§ **Task**
The reply should hold every record, copied exactly.

§ **Data for analysis**
use battle_core::{
    ActionKind, BattleConfig, BattleEngine, Boss, CombatUnit, HeuristicPolicy, MatchState,
    OpponentPolicy, RejectionKind, Roster, ScriptedPolicy, TurnPhase, UnitId,
};

fn run_automated(state: &mut MatchState, policy: &dyn OpponentPolicy) {
    while !state.is_over() && state.phase().is_automated() {
        BattleEngine::new(state)
            .advance_automated_phase(policy)
            .expect("automated phase")
            .for_each(drop);
    }
}

/// Attacks the first living enemy (or the boss) with the first living unit.
fn play_turn(state: &mut MatchState) {
    let unit = state
        .player()
        .living()
        .next()
        .map(CombatUnit::id)
        .expect("a living player unit");
    let target = state.enemy().living().next().map(CombatUnit::id);
    BattleEngine::new(state)
        .submit_player_action(unit, target, ActionKind::Attack)
        .expect("legal attack");
}

fn assert_invariants(state: &MatchState) {
    for unit in state.player().iter().chain(state.enemy().iter()) {
        assert_eq!(unit.is_alive(), unit.hp() > 0, "{unit:?}");
        assert!(unit.hp() <= unit.max_hp(), "{unit:?}");
        assert_eq!(unit.is_shielded(), unit.shield_duration() > 0, "{unit:?}");
    }
    let boss = state.boss();
    assert_eq!(boss.is_alive(), boss.hp() > 0);
    assert!(boss.hp() <= boss.max_hp());
    assert!(state.log().len() <= state.config().log_capacity);
}

#[test]
fn full_cycle_returns_to_player_on_turn_two() {
    let mut state = MatchState::default();
    let policy = ScriptedPolicy::always_attack();

    BattleEngine::new(&mut state)
        .submit_player_action(UnitId(2), Some(UnitId(10)), ActionKind::Attack)
        .expect("blue attacks enemy red");
    assert_eq!(state.phase(), TurnPhase::Enemy);

    run_automated(&mut state, &policy);
    assert_eq!(state.phase(), TurnPhase::Player);
    assert_eq!(state.turn_number(), 2);
    assert!(!state.is_over());
}

#[test]
fn clearing_every_enemy_wins_and_freezes_the_match() {
    let weak = Roster::from_units(
        battle_core::Side::Enemy,
        Roster::enemy().iter().map(|unit| unit.clone().with_hp(1)),
    );
    let mut state = MatchState::with_units(
        BattleConfig::default(),
        Roster::player(),
        weak,
        Boss::new().with_hp(40),
    );
    let policy = ScriptedPolicy::always_attack();

    for _ in 0..50 {
        if state.is_over() {
            break;
        }
        play_turn(&mut state);
        run_automated(&mut state, &policy);
        assert_invariants(&state);
    }

    assert!(state.is_over());
    assert!(state.is_victory());
    assert!(state.enemy().all_dead());
    assert!(!state.boss().is_alive());
    assert_eq!(
        state.log().iter().last().map(|entry| entry.message.as_str()),
        Some("Victory! The Dark Bubble is defeated!")
    );

    let frozen = state.clone();
    for action in [ActionKind::Attack, ActionKind::Special] {
        let err = BattleEngine::new(&mut state)
            .submit_player_action(UnitId(1), None, action)
            .expect_err("match is over");
        assert_eq!(err.kind(), RejectionKind::IllegalPhase);
    }
    let err = BattleEngine::new(&mut state)
        .advance_automated_phase(&policy)
        .err()
        .map(|err| err.kind());
    assert_eq!(err, Some(RejectionKind::IllegalPhase));
    assert_eq!(state, frozen);
}

#[test]
fn rejected_intents_never_change_state() {
    let mut state = MatchState::default();
    BattleEngine::new(&mut state)
        .submit_player_action(UnitId(1), None, ActionKind::Special)
        .expect("rage burst");
    run_automated(&mut state, &ScriptedPolicy::always_attack());
    let snapshot = state.clone();

    let intents = [
        (UnitId(1), Some(UnitId(99)), ActionKind::Attack),
        (UnitId(1), Some(UnitId::BOSS), ActionKind::Attack),
        (UnitId(1), None, ActionKind::Attack),
        (UnitId(1), Some(UnitId(3)), ActionKind::Attack),
        (UnitId(42), Some(UnitId(10)), ActionKind::Attack),
        (UnitId(11), Some(UnitId(1)), ActionKind::Attack),
    ];
    for (unit, target, action) in intents {
        let result = BattleEngine::new(&mut state).submit_player_action(unit, target, action);
        assert!(result.is_err(), "{unit} {target:?} {action} should be rejected");
        assert_eq!(state, snapshot);
    }
}

#[test]
fn seeded_matches_replay_identically() {
    let play = |seed: u64| {
        let mut state = MatchState::new(BattleConfig::with_seed(seed));
        let policy = HeuristicPolicy::new();
        for _ in 0..2_000 {
            if state.is_over() {
                break;
            }
            play_turn(&mut state);
            run_automated(&mut state, &policy);
            assert_invariants(&state);
        }
        state
    };

    let first = play(1234);
    assert!(first.is_over());
    assert_eq!(first, play(1234));
}

#[test]
fn cooldown_outlasts_a_short_cycle() {
    // With the enemy roster cleared the cycle is Player -> Boss, so a
    // three-turn cooldown only ticks twice before the player is up again.
    let cleared = Roster::from_units(
        battle_core::Side::Enemy,
        Roster::enemy().iter().map(|unit| unit.clone().with_hp(0)),
    );
    let mut state =
        MatchState::with_units(BattleConfig::default(), Roster::player(), cleared, Boss::new());

    BattleEngine::new(&mut state)
        .submit_player_action(UnitId(1), None, ActionKind::Special)
        .expect("rage burst on the boss");
    run_automated(&mut state, &ScriptedPolicy::always_attack());
    assert_eq!(state.phase(), TurnPhase::Player);

    let snapshot = state.clone();
    let err = BattleEngine::new(&mut state)
        .submit_player_action(UnitId(1), None, ActionKind::Special)
        .expect_err("cooldown still running");
    assert_eq!(err.kind(), RejectionKind::AbilityOnCooldown);
    assert_eq!(state, snapshot);

    BattleEngine::new(&mut state)
        .submit_player_action(UnitId(1), None, ActionKind::Attack)
        .expect("basic attack is always available");
}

§ **Answer for the task**
use battle_core::{
    ActionKind, BattleConfig, BattleEngine, Boss, CombatUnit, HeuristicPolicy, MatchState,
    OpponentPolicy, RejectionKind, Roster, ScriptedPolicy, TurnPhase, UnitId,
};

fn run_automated(state: &mut MatchState, policy: &dyn OpponentPolicy) {
    while !state.is_over() && state.phase().is_automated() {
        BattleEngine::new(state)
            .advance_automated_phase(policy)
            .expect("automated phase")
            .for_each(drop);
    }
}

/// Attacks the first living enemy (or the boss) with the first living unit.
fn play_turn(state: &mut MatchState) {
    let unit = state
        .player()
        .living()
        .next()
        .map(CombatUnit::id)
        .expect("a living player unit");
    let target = state.enemy().living().next().map(CombatUnit::id);
    BattleEngine::new(state)
        .submit_player_action(unit, target, ActionKind::Attack)
        .expect("legal attack");
}

fn assert_invariants(state: &MatchState) {
    for unit in state.player().iter().chain(state.enemy().iter()) {
        assert_eq!(unit.is_alive(), unit.hp() > 0, "{unit:?}");
        assert!(unit.hp() <= unit.max_hp(), "{unit:?}");
        assert_eq!(unit.is_shielded(), unit.shield_duration() > 0, "{unit:?}");
    }
    let boss = state.boss();
    assert_eq!(boss.is_alive(), boss.hp() > 0);
    assert!(boss.hp() <= boss.max_hp());
    assert!(state.log().len() <= state.config().log_capacity);
}

#[test]
fn full_cycle_returns_to_player_on_turn_two() {
    let mut state = MatchState::default();
    let policy = ScriptedPolicy::always_attack();

    BattleEngine::new(&mut state)
        .submit_player_action(UnitId(2), Some(UnitId(10)), ActionKind::Attack)
        .expect("blue attacks enemy red");
    assert_eq!(state.phase(), TurnPhase::Enemy);

    run_automated(&mut state, &policy);
    assert_eq!(state.phase(), TurnPhase::Player);
    assert_eq!(state.turn_number(), 2);
    assert!(!state.is_over());
}

#[test]
fn clearing_every_enemy_wins_and_freezes_the_match() {
    let weak = Roster::from_units(
        battle_core::Side::Enemy,
        Roster::enemy().iter().map(|unit| unit.clone().with_hp(1)),
    );
    let mut state = MatchState::with_units(
        BattleConfig::default(),
        Roster::player(),
        weak,
        Boss::new().with_hp(40),
    );
    let policy = ScriptedPolicy::always_attack();

    for _ in 0..50 {
        if state.is_over() {
            break;
        }
        play_turn(&mut state);
        run_automated(&mut state, &policy);
        assert_invariants(&state);
    }

    assert!(state.is_over());
    assert!(state.is_victory());
    assert!(state.enemy().all_dead());
    assert!(!state.boss().is_alive());
    assert_eq!(
        state.log().iter().last().map(|entry| entry.message.as_str()),
        Some("Victory! The Dark Bubble is defeated!")
    );

    let frozen = state.clone();
    for action in [ActionKind::Attack, ActionKind::Special] {
        let err = BattleEngine::new(&mut state)
            .submit_player_action(UnitId(1), None, action)
            .expect_err("match is over");
        assert_eq!(err.kind(), RejectionKind::IllegalPhase);
    }
    let err = BattleEngine::new(&mut state)
        .advance_automated_phase(&policy)
        .err()
        .map(|err| err.kind());
    assert_eq!(err, Some(RejectionKind::IllegalPhase));
    assert_eq!(state, frozen);
}

#[test]
fn rejected_intents_never_change_state() {
    let mut state = MatchState::default();
    BattleEngine::new(&mut state)
        .submit_player_action(UnitId(1), None, ActionKind::Special)
        .expect("rage burst");
    run_automated(&mut state, &ScriptedPolicy::always_attack());
    let snapshot = state.clone();

    let intents = [
        (UnitId(1), Some(UnitId(99)), ActionKind::Attack),
        (UnitId(1), Some(UnitId::BOSS), ActionKind::Attack),
        (UnitId(1), None, ActionKind::Attack),
        (UnitId(1), Some(UnitId(3)), ActionKind::Attack),
        (UnitId(42), Some(UnitId(10)), ActionKind::Attack),
        (UnitId(11), Some(UnitId(1)), ActionKind::Attack),
    ];
    for (unit, target, action) in intents {
        let result = BattleEngine::new(&mut state).submit_player_action(unit, target, action);
        assert!(result.is_err(), "{unit} {target:?} {action} should be rejected");
        assert_eq!(state, snapshot);
    }
}

#[test]
fn seeded_matches_replay_identically() {
    let play = |seed: u64| {
        let mut state = MatchState::new(BattleConfig::with_seed(seed));
        let policy = HeuristicPolicy::new();
        for _ in 0..2_000 {
            if state.is_over() {
                break;
            }
            play_turn(&mut state);
            run_automated(&mut state, &policy);
            assert_invariants(&state);
        }
        state
    };

    let first = play(1234);
    assert!(first.is_over());
    assert_eq!(first, play(1234));
}

#[test]
fn cooldown_outlasts_a_short_cycle() {
    // With the enemy roster cleared the cycle is Player -> Boss, so a
    // three-turn cooldown only ticks twice before the player is up again.
    let cleared = Roster::from_units(
        battle_core::Side::Enemy,
        Roster::enemy().iter().map(|unit| unit.clone().with_hp(0)),
    );
    let mut state =
        MatchState::with_units(BattleConfig::default(), Roster::player(), cleared, Boss::new());

    BattleEngine::new(&mut state)
        .submit_player_action(UnitId(1), None, ActionKind::Special)
        .expect("rage burst on the boss");
    run_automated(&mut state, &ScriptedPolicy::always_attack());
    assert_eq!(state.phase(), TurnPhase::Player);

    let snapshot = state.clone();
    let err = BattleEngine::new(&mut state)
        .submit_player_action(UnitId(1), None, ActionKind::Special)
        .expect_err("cooldown still running");
    assert_eq!(err.kind(), RejectionKind::AbilityOnCooldown);
    assert_eq!(state, snapshot);

    BattleEngine::new(&mut state)
        .submit_player_action(UnitId(1), None, ActionKind::Attack)
        .expect("basic attack is always available");
}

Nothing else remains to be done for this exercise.